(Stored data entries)
────────
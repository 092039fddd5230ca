//! Engine configuration.
//!
//! Every tuned constant of the pipeline lives here so it can be overridden from a
//! TOML file without recompiling. Defaults reproduce the reference behaviour.
//!
//! ```toml
//! [dedup]
//! similarity_threshold = 0.7
//!
//! [logging]
//! level = "debug"
//! ```

use crate::error::{Error, Result};
use serde::{Deserialize, Serialize};
use std::collections::BTreeMap;
use std::path::PathBuf;

/// Main engine configuration
#[derive(Debug, Clone, Serialize, Deserialize, Default, PartialEq)]
#[serde(default)]
pub struct EngineConfig {
    /// Limits used while building per-clause group indices
    pub groups: GroupConfig,

    /// Span assembly and post-match filtering
    pub assembly: AssemblyConfig,

    /// Deduplication thresholds
    pub dedup: DedupConfig,

    /// Sentiment and intensity scoring
    pub scoring: ScoringConfig,

    /// Document-level switches
    pub pipeline: PipelineConfig,

    /// Logging configuration
    pub logging: LoggingConfig,
}

impl EngineConfig {
    /// Load from a TOML file
    pub fn from_file(path: impl Into<PathBuf>) -> Result<Self> {
        let path = path.into();
        let content = std::fs::read_to_string(&path)
            .map_err(|e| Error::Config(format!("cannot read {}: {e}", path.display())))?;
        Self::from_toml(&content).map_err(|e| match e {
            Error::Config(message) => Error::Config(format!("{}: {message}", path.display())),
            other => other,
        })
    }

    pub fn from_toml(content: &str) -> Result<Self> {
        toml::from_str(content).map_err(|e| Error::Config(e.to_string()))
    }

    /// Merge with environment variables (env takes precedence)
    pub fn with_env_override(mut self) -> Result<Self> {
        if let Ok(level) = std::env::var("SENTIRO_LOG") {
            self.logging.level = level;
        }
        if let Ok(json) = std::env::var("SENTIRO_LOG_JSON") {
            self.logging.json_format = json.parse().map_err(|_| {
                Error::Config(format!("SENTIRO_LOG_JSON must be `true` or `false`, got `{json}`"))
            })?;
        }
        Ok(self)
    }
}

/// Distances used by the group builder
#[derive(Debug, Clone, Serialize, Deserialize, PartialEq)]
#[serde(default)]
pub struct GroupConfig {
    /// Auxiliary, particle and complement tokens must sit closer than this to their head
    pub companion_distance: usize,

    /// Adjectival modifiers join a noun phrase only within this distance
    pub amod_distance: usize,

    /// Coordinations at or below this distance always form a group
    pub conj_near_distance: usize,

    /// Coordinations at or above this distance never form a group
    pub conj_far_distance: usize,

    /// Generic prepositional attachments must start within this distance of their root
    pub default_match_distance: usize,
}

impl Default for GroupConfig {
    fn default() -> Self {
        Self {
            companion_distance: 5,
            amod_distance: 3,
            conj_near_distance: 3,
            conj_far_distance: 7,
            default_match_distance: 3,
        }
    }
}

/// Span assembly limits
#[derive(Debug, Clone, Serialize, Deserialize, PartialEq)]
#[serde(default)]
pub struct AssemblyConfig {
    /// Same-role pattern neighbours bound further apart than this reject the match
    pub internal_distance: usize,

    /// Matches of one pattern merge when their differing tokens span at most this
    pub combine_distance: usize,

    /// Conjuncts at or below this distance are substituted directly
    pub direct_substitution_distance: usize,

    /// Dependency labels of coordination roots that always allow direct substitution
    pub direct_substitution_labels: Vec<String>,

    /// Subtree expansion depth limit
    pub subtree_max_depth: usize,

    /// Subtree expansion fan-out limit
    pub subtree_max_fanout: usize,

    /// Object and reason spans below this matched/width ratio are dropped
    pub min_span_ratio: f64,
}

impl Default for AssemblyConfig {
    fn default() -> Self {
        Self {
            internal_distance: 5,
            combine_distance: 3,
            direct_substitution_distance: 3,
            direct_substitution_labels: ["dobj", "advcl", "poss", "advmod", "root", "nsubj", "acomp", "amod"]
                .iter()
                .map(|s| s.to_string())
                .collect(),
            subtree_max_depth: 3,
            subtree_max_fanout: 3,
            min_span_ratio: 0.25,
        }
    }
}

/// Deduplication thresholds.
///
/// `similarity_threshold` and `equivalence_threshold` are tuned independently and
/// must stay separate settings.
#[derive(Debug, Clone, Serialize, Deserialize, PartialEq)]
#[serde(default)]
pub struct DedupConfig {
    /// Near-duplicate merge: Jaccard overlap at or above this keeps the more compact result
    pub similarity_threshold: f64,

    /// Equivalence: Jaccard overlap at or above this (with close compactness) keeps the earlier result
    pub equivalence_threshold: f64,

    /// Maximum compactness difference for two results to count as equivalent
    pub equivalence_compactness_delta: f64,

    /// Symmetric differences touching this many coordination tokens are never merged
    pub coordination_min_diff: usize,
}

impl Default for DedupConfig {
    fn default() -> Self {
        Self {
            similarity_threshold: 0.7,
            equivalence_threshold: 0.75,
            equivalence_compactness_delta: 0.15,
            coordination_min_diff: 2,
        }
    }
}

/// Score blending
#[derive(Debug, Clone, Serialize, Deserialize, PartialEq)]
#[serde(default)]
pub struct ScoringConfig {
    /// Model scores at or above this magnitude are used as-is
    pub model_cutoff: f64,

    /// Lexical polarity below this magnitude counts as neutral
    pub neutral_polarity: f64,

    /// Classifier confidence at or above this makes a neutral label decisive
    pub neutral_confidence: f64,

    pub anchor_weight: f64,
    pub assessment_weight: f64,
    pub model_weight: f64,

    /// Token budget of a classifier input
    pub max_batch_tokens: usize,

    /// Fallback polarity per clause anchor type (`no_adv`, `not_verb`)
    pub anchor_type_scores: BTreeMap<String, f64>,
}

impl Default for ScoringConfig {
    fn default() -> Self {
        Self {
            model_cutoff: 0.9,
            neutral_polarity: 0.1,
            neutral_confidence: 0.85,
            anchor_weight: 0.7,
            assessment_weight: 0.1,
            model_weight: 0.2,
            max_batch_tokens: 10,
            anchor_type_scores: [("no_adv".to_string(), -1.0), ("not_verb".to_string(), -1.0)].into_iter().collect(),
        }
    }
}

/// Document-level switches
#[derive(Debug, Clone, Serialize, Deserialize, PartialEq)]
#[serde(default)]
pub struct PipelineConfig {
    /// Skip clauses the hypothetical detector flags
    pub skip_hypothetical: bool,

    /// Skip clauses the interrogative detector flags
    pub skip_interrogative: bool,

    /// Replace single pronoun holders/objects with their coreference main mention
    pub resolve_coref: bool,
}

impl Default for PipelineConfig {
    fn default() -> Self {
        Self { skip_hypothetical: true, skip_interrogative: true, resolve_coref: true }
    }
}

/// Logging configuration
#[derive(Debug, Clone, Serialize, Deserialize, PartialEq)]
#[serde(default)]
pub struct LoggingConfig {
    /// Log level or filter directive (trace, debug, info, warn, error)
    pub level: String,

    /// JSON format for logs
    pub json_format: bool,
}

impl Default for LoggingConfig {
    fn default() -> Self {
        Self { level: "info".to_string(), json_format: false }
    }
}

#[cfg(test)]
mod tests {
    use super::*;

    #[test]
    fn defaults_match_reference_constants() {
        let config = EngineConfig::default();
        assert_eq!(config.assembly.internal_distance, 5);
        assert_eq!(config.assembly.min_span_ratio, 0.25);
        assert_eq!(config.dedup.similarity_threshold, 0.7);
        assert_eq!(config.dedup.equivalence_threshold, 0.75);
        assert_eq!(config.scoring.anchor_type_scores.get("not_verb"), Some(&-1.0));
        assert!(config.assembly.direct_substitution_labels.iter().any(|l| l == "acomp"));
    }

    #[test]
    fn partial_toml_keeps_other_defaults() {
        let config = EngineConfig::from_toml(
            r#"
            [dedup]
            similarity_threshold = 0.8

            [scoring]
            model_cutoff = 0.95
            "#,
        )
        .unwrap();
        assert_eq!(config.dedup.similarity_threshold, 0.8);
        assert_eq!(config.dedup.equivalence_threshold, 0.75);
        assert_eq!(config.scoring.model_cutoff, 0.95);
        assert_eq!(config.groups, GroupConfig::default());
    }

    #[test]
    fn invalid_toml_is_config_error() {
        let err = EngineConfig::from_toml("[dedup\nsimilarity_threshold = ").unwrap_err();
        assert!(matches!(err, Error::Config(_)));
    }
}
#[cfg(test)]
mod tests {
    use super::*;

    #[test]
    fn trie_prefers_longest_phrase() {
        let mut trie = PhraseTrie::default();
        trie.insert("look forward", 1);
        trie.insert("look forward to", 2);
        let words = ["I", "look", "forward", "to", "it"];
        let found = trie.segment(&words);
        assert_eq!(found, vec![PhraseMatch { start: 1, end: 4, value: &2 }]);
    }

    #[test]
    fn trie_backs_off_to_last_complete_phrase() {
        let mut trie = PhraseTrie::default();
        trie.insert("battery life", ());
        trie.insert("battery life span", ());
        let words = ["battery", "life", "is", "great"];
        let found = trie.segment(&words);
        assert_eq!(found.len(), 1);
        assert_eq!((found[0].start, found[0].end), (0, 2));
    }

    #[test]
    fn trie_finds_several_phrases() {
        let mut trie = PhraseTrie::default();
        trie.insert("customer service", ());
        trie.insert("sound quality", ());
        let words = ["customer", "service", "and", "sound", "quality"];
        let spans: Vec<(usize, usize)> = trie.segment(&words).iter().map(|m| (m.start, m.end)).collect();
        assert_eq!(spans, vec![(0, 2), (3, 5)]);
    }

    #[test]
    fn builder_lookups() {
        let lexicon = Lexicon::builder()
            .positive("love")
            .negative("hate")
            .emotion("love")
            .intensity("adore", 3.0)
            .joint("fall apart", -1.0)
            .filter("I", "love", "", "")
            .modify("price", "", 0.5)
            .build();

        assert_eq!(lexicon.polarity("love"), 1.0);
        assert_eq!(lexicon.polarity("hate"), -1.0);
        assert_eq!(lexicon.polarity("table"), 0.0);
        assert!(lexicon.is_emotion("love"));
        assert_eq!(lexicon.intensity("adore"), Some(3.0));
        assert!(lexicon.is_filtered("i", "LOVE", "", ""));
        assert_eq!(lexicon.modified_score("Price", ""), Some(0.5));
        // joint words also feed the phrase trie
        assert_eq!(lexicon.phrases().segment(&["fall", "apart"]).len(), 1);
    }

    #[test]
    fn loads_directory_and_rejects_bad_weights() {
        let dir = std::env::temp_dir().join(format!("sentiro-lexicon-{}", std::process::id()));
        std::fs::create_dir_all(&dir).unwrap();
        std::fs::write(dir.join("positive.txt"), "# comment\ngood\n\ngreat\n").unwrap();
        std::fs::write(dir.join("degree_adverbs.txt"), "very\t2.0\n").unwrap();
        std::fs::write(dir.join("anchor_badcase.txt"), "as well\t\tadvmod\n").unwrap();
        std::fs::write(dir.join("filter.txt"), "\tlove\tit\t\n").unwrap();

        let lexicon = Lexicon::from_dir(&dir).unwrap();
        assert_eq!(lexicon.polarity("great"), 1.0);
        assert_eq!(lexicon.degree("very"), Some(2.0));
        let cases = lexicon.badcases().segment(&["as", "well"]);
        assert_eq!(cases[0].value.illegal_dep.iter().collect::<Vec<_>>(), vec!["advmod"]);
        assert!(lexicon.is_filtered("", "Love", "it", ""));

        std::fs::write(dir.join("sent_intensity.txt"), "adore\tlots\n").unwrap();
        assert!(matches!(Lexicon::from_dir(&dir), Err(Error::Lexicon { .. })));
        std::fs::remove_dir_all(&dir).ok();
    }
}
────────
EXERCISE BRIEF =
Your answer should consist only of the lines above between the line holding "and post-match filtering" and the line holding "let path = path.into();", inclusive, each transcribed exactly.

COMPLETED TASK =
    /// Span assembly and post-match filtering
    pub assembly: AssemblyConfig,

    /// Deduplication thresholds
    pub dedup: DedupConfig,

    /// Sentiment and intensity scoring
    pub scoring: ScoringConfig,

    /// Document-level switches
    pub pipeline: PipelineConfig,

    /// Logging configuration
    pub logging: LoggingConfig,
}

impl EngineConfig {
    /// Load from a TOML file
    pub fn from_file(path: impl Into<PathBuf>) -> Result<Self> {
        let path = path.into();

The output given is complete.